> Exercise description: Set down all of the data exactly as it appears.

※ ※ ※

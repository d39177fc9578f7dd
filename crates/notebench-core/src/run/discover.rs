use std::path::{Path, PathBuf};

use tracing::debug;
use walkdir::WalkDir;

use crate::error::NotebenchError;
use crate::run::STATS_HISTORY_FILE;

/// Path segments that carry no information about which backend a run
/// belongs to and are dropped from display names.
const IGNORED_SEGMENTS: &[&str] = &["tests", "results", "backend", "benchmark", "benchmarks"];

/// Anchor segment: only segments after its first occurrence contribute to a
/// run's display name.
const ANCHOR_SEGMENT: &str = "backends";

// ---------------------------------------------------------------------------
// Discovery
// ---------------------------------------------------------------------------

/// A run location found under the results root, not yet loaded.
#[derive(Debug, Clone, PartialEq, Eq)]
pub struct DiscoveredRun {
    /// Directory containing the run's result files.
    pub dir: PathBuf,
    /// Display name derived from the stats file's path.
    pub name: String,
}

/// Recursively scan `root` for stats-history files, one discovered run per
/// match, sorted by display name so downstream color assignment is stable.
pub fn discover_runs(root: &Path) -> Result<Vec<DiscoveredRun>, NotebenchError> {
    if !root.is_dir() {
        return Err(NotebenchError::MissingFile(root.display().to_string()));
    }

    let mut found = Vec::new();
    for entry in WalkDir::new(root).into_iter().filter_map(Result::ok) {
        if !entry.file_type().is_file() || entry.file_name() != STATS_HISTORY_FILE {
            continue;
        }
        let stats_path = entry.path();
        let Some(dir) = stats_path.parent() else {
            continue;
        };
        let name = display_name(stats_path);
        debug!(file = %stats_path.display(), name = %name, "discovered run");
        found.push(DiscoveredRun {
            dir: dir.to_path_buf(),
            name,
        });
    }

    found.sort_by(|a, b| a.name.cmp(&b.name));
    Ok(found)
}

/// Derive a human-readable run name from a stats file path.
///
/// Lowercases the path, takes the segments after the first `backends`
/// segment (all segments when there is none), drops boilerplate segments and
/// the filename itself, joins the rest with spaces, and turns hyphens into
/// spaces.
pub fn display_name(path: &Path) -> String {
    let segments: Vec<String> = path
        .iter()
        .filter_map(|s| s.to_str())
        .map(str::to_lowercase)
        .collect();

    let start = segments
        .iter()
        .position(|s| s == ANCHOR_SEGMENT)
        .map(|i| i + 1)
        .unwrap_or(0);

    let kept: Vec<&str> = segments[start..]
        .iter()
        .map(String::as_str)
        .filter(|s| !IGNORED_SEGMENTS.contains(s) && *s != STATS_HISTORY_FILE)
        .collect();

    kept.join(" ").replace('-', " ").trim().to_string()
}

// ---------------------------------------------------------------------------
// Tests
// ---------------------------------------------------------------------------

※ ※ ※

> Task answer:
repository d39177fc9578f7dd
filename crates/notebench-core/src/run/discover.rs
use std::path::{Path, PathBuf};

use tracing::debug;
use walkdir::WalkDir;

use crate::error::NotebenchError;
use crate::run::STATS_HISTORY_FILE;

/// Path segments that carry no information about which backend a run
/// belongs to and are dropped from display names.
const IGNORED_SEGMENTS: &[&str] = &["tests", "results", "backend", "benchmark", "benchmarks"];

/// Anchor segment: only segments after its first occurrence contribute to a
/// run's display name.
const ANCHOR_SEGMENT: &str = "backends";

// ---------------------------------------------------------------------------
// Discovery
// ---------------------------------------------------------------------------

/// A run location found under the results root, not yet loaded.
#[derive(Debug, Clone, PartialEq, Eq)]
pub struct DiscoveredRun {
    /// Directory containing the run's result files.
    pub dir: PathBuf,
    /// Display name derived from the stats file's path.
    pub name: String,
}

/// Recursively scan `root` for stats-history files, one discovered run per
/// match, sorted by display name so downstream color assignment is stable.
pub fn discover_runs(root: &Path) -> Result<Vec<DiscoveredRun>, NotebenchError> {
    if !root.is_dir() {
        return Err(NotebenchError::MissingFile(root.display().to_string()));
    }

    let mut found = Vec::new();
    for entry in WalkDir::new(root).into_iter().filter_map(Result::ok) {
        if !entry.file_type().is_file() || entry.file_name() != STATS_HISTORY_FILE {
            continue;
        }
        let stats_path = entry.path();
        let Some(dir) = stats_path.parent() else {
            continue;
        };
        let name = display_name(stats_path);
        debug!(file = %stats_path.display(), name = %name, "discovered run");
        found.push(DiscoveredRun {
            dir: dir.to_path_buf(),
            name,
        });
    }

    found.sort_by(|a, b| a.name.cmp(&b.name));
    Ok(found)
}

/// Derive a human-readable run name from a stats file path.
///
/// Lowercases the path, takes the segments after the first `backends`
/// segment (all segments when there is none), drops boilerplate segments and
/// the filename itself, joins the rest with spaces, and turns hyphens into
/// spaces.
pub fn display_name(path: &Path) -> String {
    let segments: Vec<String> = path
        .iter()
        .filter_map(|s| s.to_str())
        .map(str::to_lowercase)
        .collect();

    let start = segments
        .iter()
        .position(|s| s == ANCHOR_SEGMENT)
        .map(|i| i + 1)
        .unwrap_or(0);

    let kept: Vec<&str> = segments[start..]
        .iter()
        .map(String::as_str)
        .filter(|s| !IGNORED_SEGMENTS.contains(s) && *s != STATS_HISTORY_FILE)
        .collect();

    kept.join(" ").replace('-', " ").trim().to_string()
}

// ---------------------------------------------------------------------------
// Tests
// ---------------------------------------------------------------------------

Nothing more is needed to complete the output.